MATARAM – Bupati dan Walikota di NTB diingatkan untuk tak gegabah jika ingin menerapkan tatanan new normal (tatanan baru). Pasalnya, angka kasus Covid-19 di NTB masih tinggi. Data gugus tugas Covid-19 NTB, tertanggal 1 Juni kasus tembus diangka 670. New Normal ini awalnya disampaikan Presiden Joko Widodo (Jokowi). Dimana tatanan new normal akan diterapkan jika reproduction number (R0) di sejumlah provinsi telah menurun di bawah 1. Selain itu, new normal akan dilakukan jika sektor-sektor tertentu di lapangan mampu mengikuti tatanan baru tersebut.

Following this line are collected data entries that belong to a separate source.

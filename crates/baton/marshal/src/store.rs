//! Snapshot-backed instance store.
//!
//! Holds nothing but marshalled bytes per instance id, one envelope for the
//! instance and one for its work items. Every write runs the full marshal
//! path and every read runs the full unmarshal path, so an engine wired to
//! this store exercises the snapshot protocol on each mutation. It doubles
//! as the reference for durable byte stores: persist the two `Bytes` values
//! wherever you like.

use std::collections::HashMap;
use std::sync::Arc;

use async_trait::async_trait;
use bytes::Bytes;
use futures::stream::{self, BoxStream, StreamExt};
use tokio::sync::RwLock;

use baton_runtime::{ProcessInstance, ProcessInstances};
use baton_types::{EngineResult, ProcessInstanceId, ReadMode};

use crate::snapshot::{
    marshal_instance, marshal_work_items, unmarshal_instance, unmarshal_work_items, MarshalConfig,
};
use crate::strategy::StrategyRegistry;

/// Marshalled state of one instance.
#[derive(Clone)]
struct StoredSnapshot {
    instance: Bytes,
    work_items: Bytes,
}

/// `ProcessInstances` implementation over snapshot bytes.
pub struct SnapshotProcessInstances {
    registry: Arc<StrategyRegistry>,
    config: MarshalConfig,
    snapshots: Arc<RwLock<HashMap<ProcessInstanceId, StoredSnapshot>>>,
}

impl SnapshotProcessInstances {
    pub fn new(registry: Arc<StrategyRegistry>, config: MarshalConfig) -> Self {
        Self {
            registry,
            config,
            snapshots: Arc::new(RwLock::new(HashMap::new())),
        }
    }

    pub async fn len(&self) -> usize {
        self.snapshots.read().await.len()
    }

    pub async fn is_empty(&self) -> bool {
        self.snapshots.read().await.is_empty()
    }

    /// Raw envelope bytes for one id, instance envelope first.
    pub async fn export(&self, id: &ProcessInstanceId) -> Option<(Bytes, Bytes)> {
        let snapshots = self.snapshots.read().await;
        snapshots
            .get(id)
            .map(|s| (s.instance.clone(), s.work_items.clone()))
    }

    /// Seed the store with previously exported envelopes, replacing any
    /// stored state for the id. The bytes are not validated here; a bad
    /// envelope surfaces on the next read.
    pub async fn import(&self, id: ProcessInstanceId, instance: Bytes, work_items: Bytes) {
        let mut snapshots = self.snapshots.write().await;
        snapshots.insert(
            id,
            StoredSnapshot {
                instance,
                work_items,
            },
        );
    }

    fn revive(&self, stored: &StoredSnapshot, mode: ReadMode) -> EngineResult<ProcessInstance> {
        let mut instance = unmarshal_instance(&self.registry, &self.config, &stored.instance)?;
        for item in unmarshal_work_items(&self.registry, &self.config, &stored.work_items)? {
            instance.work_items.insert(item.id.clone(), item);
        }
        instance.read_mode = mode;
        Ok(instance)
    }
}

#[async_trait]
impl ProcessInstances for SnapshotProcessInstances {
    async fn find_by_id(
        &self,
        id: &ProcessInstanceId,
        mode: ReadMode,
    ) -> EngineResult<Option<ProcessInstance>> {
        let snapshots = self.snapshots.read().await;
        snapshots.get(id).map(|s| self.revive(s, mode)).transpose()
    }

    async fn find_by_business_key(
        &self,
        key: &str,
        mode: ReadMode,
    ) -> EngineResult<Option<ProcessInstance>> {
        let snapshots = self.snapshots.read().await;
        for stored in snapshots.values() {
            let instance = self.revive(stored, mode)?;
            if instance.business_key.as_deref() == Some(key) {
                return Ok(Some(instance));
            }
        }
        Ok(None)
    }

    async fn stream(
        &self,
        mode: ReadMode,
    ) -> EngineResult<BoxStream<'static, EngineResult<ProcessInstance>>> {
        // Bytes clones under the lock, unmarshalling without it.
        let stored: Vec<StoredSnapshot> = {
            let snapshots = self.snapshots.read().await;
            snapshots.values().cloned().collect()
        };
        let copies: Vec<EngineResult<ProcessInstance>> =
            stored.iter().map(|s| self.revive(s, mode)).collect();
        Ok(stream::iter(copies).boxed())
    }

    async fn update(
        &self,
        id: &ProcessInstanceId,
        instance: &ProcessInstance,
    ) -> EngineResult<()> {
        let instance_bytes = Bytes::from(marshal_instance(&self.registry, &self.config, instance)?);
        let work_item_bytes =
            Bytes::from(marshal_work_items(&self.registry, &self.config, instance)?);
        let mut snapshots = self.snapshots.write().await;
        snapshots.insert(
            id.clone(),
            StoredSnapshot {
                instance: instance_bytes,
                work_items: work_item_bytes,
            },
        );
        Ok(())
    }

    async fn remove(&self, id: &ProcessInstanceId) -> EngineResult<()> {
        let mut snapshots = self.snapshots.write().await;
        snapshots.remove(id);
        Ok(())
    }
}
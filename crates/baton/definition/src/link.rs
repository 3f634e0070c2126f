//! Boundary-event wiring, run exactly once after the raw graph is built.
//!
//! For every node attached to a host activity the linker registers timers on
//! the host, wires error handlers into the host's exception scope, and
//! appends cancel-on-exit actions. Re-running it would duplicate those
//! actions, so it is gated behind the definition's `linked` flag; `validate()`
//! invokes it before structural validation.

use tracing::debug;

use baton_types::{ElementId, EngineError, EngineResult};

use crate::graph::ProcessDefinition;
use crate::node::{BoundaryEvent, BoundaryTimer, ExitAction, NodeKind};
use crate::scope::HandlerAction;
use crate::trigger::{EventFilter, TimerSpec, Trigger, CYCLE_REPEAT_SEPARATOR};

/// Channel of the synthetic event a matched exception handler dispatches.
/// With no configured code the suffix is empty.
pub fn error_channel(host: &ElementId, code: Option<&str>) -> String {
    format!("Error-{}-{}", host, code.unwrap_or(""))
}

/// Channel the external scheduler fires when a boundary timer elapses.
pub fn timer_channel(event_node_id: &ElementId) -> String {
    format!("Timer-{}", event_node_id)
}

/// Link boundary events and event-subprocess triggers into the graph.
///
/// A no-op when the definition is already linked. Problems found while
/// linking are aggregated into a single `Validation` error.
pub fn link_boundary_events(def: &mut ProcessDefinition) -> EngineResult<()> {
    let errors = link_pass(def);
    if errors.is_empty() {
        Ok(())
    } else {
        Err(EngineError::Validation(errors))
    }
}

struct BoundaryLink {
    event_node_id: ElementId,
    host_id: ElementId,
    cancel_activity: bool,
    wiring: Wiring,
}

enum Wiring {
    Timer { spec: TimerSpec },
    Signal,
    Error {
        code: Option<String>,
        error_ref: Option<String>,
        /// Container whose exception scope takes the handler: the host's own
        /// body when the host is a composite, else the container holding it.
        scope_key: Option<ElementId>,
    },
}

/// Inner linking pass; returns problems instead of failing fast so the
/// builder can report them together with structural validation.
pub(crate) fn link_pass(def: &mut ProcessDefinition) -> Vec<String> {
    if def.linked {
        return Vec::new();
    }
    let mut errors = Vec::new();

    // Phase 1: read-only scan.
    let mut links = Vec::new();
    for node in def.nodes() {
        let NodeKind::Boundary {
            attached_to,
            cancel_activity,
            event,
        } = &node.kind
        else {
            continue;
        };
        let Some(host) = def.node(attached_to) else {
            errors.push(format!(
                "boundary event '{}' is attached to unknown node '{}'",
                node.id, attached_to
            ));
            continue;
        };
        let wiring = match event {
            BoundaryEvent::Timer { spec } => Wiring::Timer {
                spec: split_repeat_limit(spec.clone(), &node.id, &mut errors),
            },
            BoundaryEvent::Signal { .. } => Wiring::Signal,
            BoundaryEvent::Error { code, error_ref } => Wiring::Error {
                code: code.clone(),
                error_ref: error_ref.clone(),
                scope_key: if host.is_container() {
                    Some(host.id.clone())
                } else {
                    host.container.clone()
                },
            },
        };
        links.push(BoundaryLink {
            event_node_id: node.id.clone(),
            host_id: attached_to.clone(),
            cancel_activity: *cancel_activity,
            wiring,
        });
    }

    // Phase 2: apply.
    for link in links {
        match link.wiring {
            Wiring::Timer { spec } => {
                if let Some(host) = def.nodes.get_mut(&link.host_id) {
                    host.boundary_timers.push(BoundaryTimer {
                        event_node_id: link.event_node_id.clone(),
                        spec,
                    });
                }
            }
            Wiring::Signal => {}
            Wiring::Error {
                code,
                error_ref,
                scope_key,
            } => {
                let channel = error_channel(&link.host_id, code.as_deref());
                match def.container_mut(scope_key.as_ref()) {
                    Some(container) => {
                        let scope = container.scopes.exception_scope_mut();
                        scope.register(
                            code,
                            HandlerAction::Signal {
                                channel: channel.clone(),
                            },
                        );
                        if let Some(error_ref) = error_ref {
                            scope.register(Some(error_ref), HandlerAction::Signal { channel });
                        }
                    }
                    None => errors.push(format!(
                        "boundary event '{}' has no container to hold its error handler",
                        link.event_node_id
                    )),
                }
            }
        }
        if link.cancel_activity {
            if let Some(event_node) = def.nodes.get_mut(&link.event_node_id) {
                event_node.exit_actions.push(ExitAction::CancelNodeInstance {
                    node_id: link.host_id.clone(),
                });
            }
        }
    }

    // Event-subprocess start filters propagate up to the subprocess node so
    // the runtime matches external triggers without opening the container.
    let mut propagated = Vec::new();
    for es in def.event_subprocess_nodes() {
        let filters: Vec<EventFilter> = def
            .start_nodes(Some(&es.id))
            .iter()
            .flat_map(|start| start.event_filters().cloned())
            .collect();
        if !filters.is_empty() {
            propagated.push((es.id.clone(), filters));
        }
    }
    for (es_id, filters) in propagated {
        if let Some(node) = def.nodes.get_mut(&es_id) {
            node.triggers.push(Trigger::Event { filters });
        }
    }

    def.linked = true;
    debug!(process_id = %def.id, "boundary events linked");
    errors
}

/// Split an embedded repeat-limit suffix off a cycle expression.
fn split_repeat_limit(spec: TimerSpec, node_id: &ElementId, errors: &mut Vec<String>) -> TimerSpec {
    match spec {
        TimerSpec::Cycle {
            expression,
            repeat_limit: None,
        } if expression.contains(CYCLE_REPEAT_SEPARATOR) => {
            match expression.split_once(CYCLE_REPEAT_SEPARATOR) {
                Some((head, tail)) => match tail.parse::<u32>() {
                    Ok(limit) => TimerSpec::Cycle {
                        expression: head.to_string(),
                        repeat_limit: Some(limit),
                    },
                    Err(_) => {
                        errors.push(format!(
                            "timer boundary '{}' has invalid repeat limit '{}'",
                            node_id, tail
                        ));
                        TimerSpec::Cycle {
                            expression,
                            repeat_limit: None,
                        }
                    }
                },
                None => TimerSpec::Cycle {
                    expression,
                    repeat_limit: None,
                },
            }
        }
        other => other,
    }
}

#[cfg(test)]
mod tests {
    use super::*;
    use crate::graph::Connection;
    use crate::node::Node;

    fn def_with_boundary(event: BoundaryEvent, cancel: bool) -> ProcessDefinition {
        let mut def = ProcessDefinition::new("p", "Process", "1.0");
        def.insert_node(Node::start("start", "Start")).unwrap();
        def.insert_node(Node::task("task-1", "Task")).unwrap();
        def.insert_node(Node::end("end", "End")).unwrap();
        def.insert_node(Node::boundary("b1", "Boundary", "task-1", event, cancel))
            .unwrap();
        def.insert_node(Node::end("b-end", "After boundary")).unwrap();
        def.connections.push(Connection::new("start", "task-1", "c1"));
        def.connections.push(Connection::new("task-1", "end", "c2"));
        def.connections.push(Connection::new("b1", "b-end", "c3"));
        def
    }

    #[test]
    fn test_timer_boundary_registers_on_host_and_splits_repeat_limit() {
        let mut def = def_with_boundary(
            BoundaryEvent::Timer {
                spec: TimerSpec::cycle("PT5M###3"),
            },
            false,
        );
        link_boundary_events(&mut def).unwrap();

        let host = def.node(&ElementId::new("task-1")).unwrap();
        assert_eq!(host.boundary_timers.len(), 1);
        assert_eq!(
            host.boundary_timers[0].spec,
            TimerSpec::Cycle {
                expression: "PT5M".to_string(),
                repeat_limit: Some(3),
            }
        );
        assert_eq!(host.boundary_timers[0].event_node_id, ElementId::new("b1"));
    }

    #[test]
    fn test_invalid_repeat_limit_is_reported() {
        let mut def = def_with_boundary(
            BoundaryEvent::Timer {
                spec: TimerSpec::cycle("PT5M###soon"),
            },
            false,
        );
        let result = link_boundary_events(&mut def);
        assert!(matches!(
            result,
            Err(EngineError::Validation(errors))
                if errors.iter().any(|e| e.contains("invalid repeat limit 'soon'"))
        ));
    }

    #[test]
    fn test_cancel_activity_appends_exactly_one_action_per_link() {
        let mut def = def_with_boundary(
            BoundaryEvent::Timer {
                spec: TimerSpec::duration("PT30S"),
            },
            true,
        );
        link_boundary_events(&mut def).unwrap();
        // Linking again is gated and must not duplicate the action.
        link_boundary_events(&mut def).unwrap();

        let event_node = def.node(&ElementId::new("b1")).unwrap();
        assert_eq!(event_node.exit_actions.len(), 1);
        assert_eq!(
            event_node.exit_actions[0],
            ExitAction::CancelNodeInstance {
                node_id: ElementId::new("task-1"),
            }
        );
    }

    #[test]
    fn test_error_boundary_registers_handler_under_code_and_reference() {
        let mut def = def_with_boundary(
            BoundaryEvent::Error {
                code: Some("E1".to_string()),
                error_ref: Some("err-type".to_string()),
            },
            true,
        );
        link_boundary_events(&mut def).unwrap();

        let scope = def
            .container(None)
            .unwrap()
            .scopes
            .exception
            .as_ref()
            .expect("exception scope created lazily");
        let expected = HandlerAction::Signal {
            channel: "Error-task-1-E1".to_string(),
        };
        assert_eq!(scope.handlers[&Some("E1".to_string())], expected);
        assert_eq!(scope.handlers[&Some("err-type".to_string())], expected);
    }

    #[test]
    fn test_error_boundary_without_code_registers_any_error_handler() {
        let mut def = def_with_boundary(
            BoundaryEvent::Error {
                code: None,
                error_ref: None,
            },
            false,
        );
        link_boundary_events(&mut def).unwrap();

        let scope = def.container(None).unwrap().scopes.exception.as_ref().unwrap();
        assert_eq!(
            scope.handlers[&None],
            HandlerAction::Signal {
                channel: "Error-task-1-".to_string(),
            }
        );
    }

    #[test]
    fn test_signal_boundary_changes_nothing_structural() {
        let mut def = def_with_boundary(
            BoundaryEvent::Signal {
                channel: "halt".to_string(),
            },
            false,
        );
        link_boundary_events(&mut def).unwrap();

        let host = def.node(&ElementId::new("task-1")).unwrap();
        assert!(host.boundary_timers.is_empty());
        assert!(def.container(None).unwrap().scopes.exception.is_none());
        let event_node = def.node(&ElementId::new("b1")).unwrap();
        assert!(event_node.exit_actions.is_empty());
    }

    #[test]
    fn test_unknown_host_is_reported() {
        let mut def = ProcessDefinition::new("p", "Process", "1.0");
        def.insert_node(Node::boundary(
            "b1",
            "Boundary",
            "ghost",
            BoundaryEvent::Signal {
                channel: "halt".to_string(),
            },
            false,
        ))
        .unwrap();

        let result = link_boundary_events(&mut def);
        assert!(matches!(
            result,
            Err(EngineError::Validation(errors))
                if errors.iter().any(|e| e.contains("unknown node 'ghost'"))
        ));
    }

    #[test]
    fn test_event_subprocess_filters_propagate_up() {
        let mut def = ProcessDefinition::new("p", "Process", "1.0");
        def.insert_node(Node::event_subprocess("es", "Handler")).unwrap();
        let mut start = Node::start("es-start", "On event")
            .with_trigger(Trigger::event(vec![EventFilter::new("alarm")]));
        start.container = Some(ElementId::new("es"));
        def.insert_node(start).unwrap();

        link_boundary_events(&mut def).unwrap();

        let es = def.node(&ElementId::new("es")).unwrap();
        assert!(es.accepts_channel("alarm"));
    }

    #[test]
    fn test_channel_formats() {
        assert_eq!(
            error_channel(&ElementId::new("task-9"), Some("E2")),
            "Error-task-9-E2"
        );
        assert_eq!(error_channel(&ElementId::new("task-9"), None), "Error-task-9-");
        assert_eq!(timer_channel(&ElementId::new("b1")), "Timer-b1");
    }
}
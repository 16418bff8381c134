//! Motion manager module

// ---------------------------------------------------------------------------
// MODULES
// ---------------------------------------------------------------------------

mod params;
mod state;

// ---------------------------------------------------------------------------
// IMPORTS
// ---------------------------------------------------------------------------

// Internal
pub use params::*;
pub use state::*;

use comms_if::tc::motion::MotionCmd;

// ---------------------------------------------------------------------------
// ENUMERATIONS
// ---------------------------------------------------------------------------

/// Possible errors that can occur during MotionMgr operation.
#[derive(Debug, thiserror::Error)]
pub enum MotionMgrError {
    #[error("Received an invalid motion command: {0:#?}")]
    InvalidCmd(MotionCmd),
}
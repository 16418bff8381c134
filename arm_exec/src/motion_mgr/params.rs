//! Parameters structure for the motion manager

// ---------------------------------------------------------------------------
// IMPORTS
// ---------------------------------------------------------------------------

use serde::Deserialize;

// ---------------------------------------------------------------------------
// DATA STRUCTURES
// ---------------------------------------------------------------------------

/// Parameters for the motion manager.
#[derive(Debug, Default, Deserialize)]
pub struct Params {
    /// Number of cycles a servo target is reissued for beyond the cycle it
    /// was commanded on. Once this many cycles pass without a fresh target
    /// the stream is considered stale and is stopped.
    ///
    /// Units: cycles
    pub servo_stream_timeout_cycles: u64,
}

“Daerah yang bisa Newnormal itu jika grafik kasus melandai turun, RO di bawah 1. (Sementara) Kasus Lombok, grafik masih naik dan RO di atas 1,” terang Anggota DPRD NTB, HM Khairul Rizal di Mataram, kemarin.
Untuk itu, jika daerah ingin memberlakukan tatanan New Normal, dia mengingatkan agar waspada. Waspada jika terjadi second wave (gelombang kedua) yang lebih parah. Suami dari Wakil Gubernur NTB itu mencontohkan bagaimana Swedia menyesal new normal sejak awal. Dampaknya, kini Swedia menjadi negara dengan kematian tertinggi di dunia akibat Covid-19 ini.
“Makanya harus waspada. Waspada terjadi second wave (gelombang lebih besar),” pesannya.
Pemda lanjutnya, harus sudah siap dengan kemungkinan terburuk, terkait pasilitas rumah sakit dan peralatan, termasuk ketersediaan ventilator. Jika ingin menerapkan New Normal ia menyarankan semua kepala daerah agar mematuhi arahan pemerintah pusat dan Ikatan Dokter Indonesia (IDI). IDI meminta ada enam hal yang harus disiapkan secara matang oleh pemerintah sebelum menerapkan new normal. Hal ini sesuai instruksi Organisasi Kesehatan Dunia (WHO). Pertama adalah pemerintah harus memastikan pengendalian virus corona sudah dilakukan. Jangan sampai langsung menerapkan new normal tanpa ada pengendalian yang dilakukan di wilayah-wilayah yang bersangkutan. Kedua yang perlu disipakan adalah rumah sakit yang memadai untuk penanganan Covid-19. Menyiapkan rumah sakit atau sistem kesehatan untuk identifikasi, isolasi, testing, hingga karantina.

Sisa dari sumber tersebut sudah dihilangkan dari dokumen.